Originally posted by: miniMUNCH
Originally posted by: Sukhoi
Originally posted by: miniMUNCH
It's your choice.. you could just do a protein drink before and/or after cycling. Or you could do some protein while your riding.
One thing is for sure you need the water, electrolytes, and the carbs while you ride.
Expensive solution...get some of that Revenge or Endurox sports drink.
Cheap solution...water down some OJ or punch and mix in the some plain protein from a plce like proteinfactory.com (that is what I'd do).
Plain protein with OJ tastes kinda like an orange julius.
Protein with OJ...interesting. Never ever thought to do that. I buy it by the 10 lb bag, but I always have it with milk. I will try that tomorrow.
So the carbohydrates are important to continue to injest during cycling because my body doesn't have a large supply of quick-acting energy in storage, right? And if I don't take them in I probably won't have enough energy to ride hard for 2 hours straight. I had originally been thinking of drinking Crystal Lite or Propel (though that's kinda expensive) to elimate the calorie intake and maximize fat loss, but the shock of expending ~1500 calories at once with no replenishment probably won't be good for my muscle mass.
How would this be? Roughly 33 g of protein and 250 calories before heading out, and then a quart of gatorade while biking? Is that enough intake to stop muscle loss?

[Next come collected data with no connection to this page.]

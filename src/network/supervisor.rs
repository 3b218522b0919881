//! Connection supervision.
//!
//! Drives the join/host action decided by selection, with static addressing
//! and a bounded retry loop, and tracks the connection lifecycle:
//! `Idle -> Connecting -> Connected | Failed`.

use std::fmt;
use std::net::IpAddr;
use std::thread;
use std::time::Duration;

use log::{info, warn};

use super::{DriverError, NetworkMode, SelectedNetwork, WifiDriver};
use crate::config::StaticAddressConfig;

/// Bounded retry behavior for join attempts.
#[derive(Debug, Clone, Copy, PartialEq, Eq)]
pub struct RetryPolicy {
    /// Maximum number of status checks before giving up.
    pub max_attempts: u32,
    /// Fixed wait between status checks.
    pub delay: Duration,
}

impl Default for RetryPolicy {
    fn default() -> Self {
        Self {
            max_attempts: 10,
            delay: Duration::from_secs(1),
        }
    }
}

/// Connection lifecycle state. Owned exclusively by the supervisor.
#[derive(Debug, Clone, PartialEq, Eq)]
pub enum ConnectionState {
    /// No connection activity.
    Idle,
    /// A join/host action is in progress.
    Connecting { attempt: u32 },
    /// Terminal: the device is up on a network.
    Connected { address: Option<IpAddr> },
    /// Terminal: the last attempt failed.
    Failed { reason: ConnectError },
}

/// Details of a successful connection.
#[derive(Debug, Clone, PartialEq, Eq)]
pub struct ConnectedInfo {
    /// Name of the network joined or hosted.
    pub ssid: String,
    /// Role taken on the network.
    pub mode: NetworkMode,
    /// Local address, when the driver can report one.
    pub address: Option<IpAddr>,
}

/// Supervises the connection of one device to one network.
///
/// Owns the [`WifiDriver`] exclusively; all join/host/teardown actions flow
/// through here. The supervisor never re-selects on its own: after a failure
/// the caller decides whether to scan again and re-invoke.
pub struct ConnectionSupervisor<D: WifiDriver> {
    driver: D,
    policy: RetryPolicy,
    state: ConnectionState,
}

impl<D: WifiDriver> ConnectionSupervisor<D> {
    /// Create a supervisor around a driver.
    pub fn new(driver: D, policy: RetryPolicy) -> Self {
        Self {
            driver,
            policy,
            state: ConnectionState::Idle,
        }
    }

    /// Current lifecycle state.
    pub fn state(&self) -> &ConnectionState {
        &self.state
    }

    /// Borrow the underlying driver, e.g. to scan before re-selection.
    pub fn driver_mut(&mut self) -> &mut D {
        &mut self.driver
    }

    /// Connect according to the selection.
    ///
    /// Applies the mode-appropriate static addressing first; a configuration
    /// failure is logged and does not stop the attempt. Host mode then
    /// advertises once (no retry loop). Join mode issues the join and polls
    /// connection status every `delay` up to `max_attempts` times, exiting
    /// early as soon as the driver reports connected.
    pub fn connect(
        &mut self,
        selection: &SelectedNetwork,
        addresses: &StaticAddressConfig,
    ) -> Result<ConnectedInfo, ConnectError> {
        let ssid = selection.credential.name();
        let secret = selection.credential.secret();
        self.state = ConnectionState::Connecting { attempt: 0 };

        // Static addressing is applied best-effort: a device that cannot
        // claim its fixed address still joins/hosts rather than staying off
        // the network entirely.
        let configured = match selection.mode {
            NetworkMode::Host => self.driver.configure_access_point(addresses),
            NetworkMode::Join => self.driver.configure_station(addresses),
        };
        if let Err(e) = configured {
            warn!("static addressing failed, continuing without it: {}", e);
        }

        match selection.mode {
            NetworkMode::Host => {
                info!("hosting network {}", ssid);
                if let Err(e) = self.driver.host(ssid, secret) {
                    return Err(self.fail(ConnectError::ActionFailed(e)));
                }
            }
            NetworkMode::Join => {
                info!("joining network {}", ssid);
                if let Err(e) = self.driver.join(ssid, secret) {
                    return Err(self.fail(ConnectError::ActionFailed(e)));
                }

                let mut connected = false;
                for attempt in 1..=self.policy.max_attempts {
                    self.state = ConnectionState::Connecting { attempt };
                    thread::sleep(self.policy.delay);
                    if self.driver.is_connected() {
                        connected = true;
                        break;
                    }
                }
                if !connected {
                    return Err(self.fail(ConnectError::Timeout {
                        attempts: self.policy.max_attempts,
                    }));
                }
            }
        }

        let address = self.driver.ip_addr();
        match address {
            Some(ip) => info!("up on {} at {}", ssid, ip),
            None => warn!("up on {} but no local address reported", ssid),
        }
        self.state = ConnectionState::Connected { address };

        Ok(ConnectedInfo {
            ssid: ssid.to_string(),
            mode: selection.mode,
            address,
        })
    }

    /// Tear down any association and return to `Idle`.
    ///
    /// Always safe to call, in any state.
    pub fn disconnect(&mut self) {
        info!("disconnecting");
        self.driver.disconnect();
        self.state = ConnectionState::Idle;
    }

    fn fail(&mut self, reason: ConnectError) -> ConnectError {
        warn!("connection failed: {}", reason);
        self.state = ConnectionState::Failed {
            reason: reason.clone(),
        };
        reason
    }
}

/// Errors that end a connection attempt.
#[derive(Debug, Clone, PartialEq, Eq)]
pub enum ConnectError {
    /// Join retries exhausted without the driver reporting connected.
    Timeout { attempts: u32 },
    /// The join/host action itself was rejected.
    ActionFailed(DriverError),
}

impl fmt::Display for ConnectError {
    fn fmt(&self, f: &mut fmt::Formatter<'_>) -> fmt::Result {
        match self {
            Self::Timeout { attempts } => {
                write!(f, "not connected after {} status checks", attempts)
            }
            Self::ActionFailed(e) => write!(f, "action rejected: {}", e),
        }
    }
}

impl std::error::Error for ConnectError {
    fn source(&self) -> Option<&(dyn std::error::Error + 'static)> {
        match self {
            Self::ActionFailed(e) => Some(e),
            _ => None,
        }
    }
}

#[cfg(test)]
mod tests {
    use super::*;
    use crate::config::{Credential, DeviceId};
    use crate::network::testutil::MockDriver;

    fn join_selection() -> SelectedNetwork {
        SelectedNetwork {
            credential: Credential::new("NetA", "password-a").unwrap(),
            mode: NetworkMode::Join,
        }
    }

    fn host_selection() -> SelectedNetwork {
        SelectedNetwork {
            credential: Credential::new("NetA", "password-a").unwrap(),
            mode: NetworkMode::Host,
        }
    }

    fn fast_policy(max_attempts: u32) -> RetryPolicy {
        RetryPolicy {
            max_attempts,
            delay: Duration::ZERO,
        }
    }

    fn addresses() -> StaticAddressConfig {
        StaticAddressConfig::for_device(DeviceId::Dancer)
    }

    #[test]
    fn test_bounded_retry_times_out() {
        // Driver never reports connected: exactly max_attempts checks, then
        // a timeout.
        let driver = MockDriver::new().connected_after(None);
        let mut supervisor = ConnectionSupervisor::new(driver, fast_policy(3));

        let err = supervisor
            .connect(&join_selection(), &addresses())
            .unwrap_err();
        assert_eq!(err, ConnectError::Timeout { attempts: 3 });
        assert_eq!(supervisor.driver_mut().status_checks(), 3);
        assert!(matches!(
            supervisor.state(),
            ConnectionState::Failed {
                reason: ConnectError::Timeout { attempts: 3 }
            }
        ));
    }

    #[test]
    fn test_join_exits_early_once_connected() {
        let driver = MockDriver::new().connected_after(Some(2));
        let mut supervisor = ConnectionSupervisor::new(driver, fast_policy(5));

        let info = supervisor.connect(&join_selection(), &addresses()).unwrap();
        assert_eq!(info.ssid, "NetA");
        assert_eq!(info.mode, NetworkMode::Join);
        assert_eq!(supervisor.driver_mut().status_checks(), 2);
        assert!(matches!(
            supervisor.state(),
            ConnectionState::Connected { .. }
        ));
    }

    #[test]
    fn test_host_succeeds_in_one_step() {
        let driver = MockDriver::new();
        let mut supervisor = ConnectionSupervisor::new(driver, fast_policy(3));

        let info = supervisor.connect(&host_selection(), &addresses()).unwrap();
        assert_eq!(info.mode, NetworkMode::Host);
        // Hosting never enters the status poll loop.
        assert_eq!(supervisor.driver_mut().status_checks(), 0);
        assert_eq!(supervisor.driver_mut().host_calls(), 1);
    }

    #[test]
    fn test_host_action_failure_is_terminal() {
        let driver = MockDriver::new().with_host_error("radio off");
        let mut supervisor = ConnectionSupervisor::new(driver, fast_policy(3));

        let err = supervisor
            .connect(&host_selection(), &addresses())
            .unwrap_err();
        assert!(matches!(err, ConnectError::ActionFailed(_)));
        // No automatic retry of a failed host action.
        assert_eq!(supervisor.driver_mut().host_calls(), 1);
    }

    #[test]
    fn test_join_action_failure_is_terminal() {
        let driver = MockDriver::new().with_join_error("auth rejected");
        let mut supervisor = ConnectionSupervisor::new(driver, fast_policy(3));

        let err = supervisor
            .connect(&join_selection(), &addresses())
            .unwrap_err();
        assert!(matches!(err, ConnectError::ActionFailed(_)));
        assert_eq!(supervisor.driver_mut().status_checks(), 0);
    }

    #[test]
    fn test_address_configuration_failure_is_not_fatal() {
        // Addressing fails, but the join is still attempted and succeeds.
        let driver = MockDriver::new()
            .with_config_error("netif busy")
            .connected_after(Some(1));
        let mut supervisor = ConnectionSupervisor::new(driver, fast_policy(3));

        let info = supervisor.connect(&join_selection(), &addresses()).unwrap();
        assert_eq!(info.ssid, "NetA");
        assert_eq!(supervisor.driver_mut().join_calls(), 1);
    }

    #[test]
    fn test_disconnect_resets_to_idle() {
        let driver = MockDriver::new().connected_after(Some(1));
        let mut supervisor = ConnectionSupervisor::new(driver, fast_policy(3));

        supervisor.connect(&join_selection(), &addresses()).unwrap();
        supervisor.disconnect();
        assert_eq!(*supervisor.state(), ConnectionState::Idle);
        assert_eq!(supervisor.driver_mut().disconnect_calls(), 1);

        // Safe to call again from Idle.
        supervisor.disconnect();
        assert_eq!(*supervisor.state(), ConnectionState::Idle);
    }

    #[test]
    fn test_default_policy_constants() {
        let policy = RetryPolicy::default();
        assert_eq!(policy.max_attempts, 10);
        assert_eq!(policy.delay, Duration::from_secs(1));
    }
}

Or am I also going to need to have something (another protein shake?) when I get back?
That sounds good. I'd have protein after your done cycling as well to get your blood amino acid level into an anabolic state (muscle building state)...I can't answer specifics as to what kind of a protein intake regimen will be best for you.
The general guideline is that an active athlete should consume one gram of protein per day for every pound of lean body mass. In you are lifting hard or playing football, etc. and trying to build muscle then the guideline is more like 1.5 grams per lb per day.
So, for instance, I weigh about 190 lbs and my body fat is probably around 15% so I have a lean body mass of about 160 lbs. If I'm actively lifting, running, playing basketball, etc. on consistent basis I need about 160 grams (spaced out throughout the day, like 3-5 serving) of protein a day to keep my blood AA level in a mildly anabolic state throughout most of the day.
This regimen is hard to do for the working person because it esentially requires three 30-40 gram protein shakes a day to supplement dietary protein from regular meals. I have not been on this regimen myself in some time because it is a pain in the butt and sometimes I just didn't want to take the time at work, etc. to make a protein shake. But when I was on this regimen for about year, and lifting hard and running / playing basketball I was about 195 lbs, around 7-8% body fat, and pretty cut (and cut as I have ever been).
BTW...I did not come up with this stuff on my own. This stuff is all there is sports training books, etc. Also, one of my good family friends is a D.O. (doctor) and partially specializes in sports medicine and is friends with a few profession athlete strength trainers (guys that work or worked for the L.A. lakers, Raiders/Rams, Chargers, etc.). My D.O. friend also used to play minor league baseball until he tore his rotator cuff, he's about 205 lbs benches 375+ lbs without breaking a sweat...you get the picture. He knows what he's talking about and is himself walking proof that this regimen works.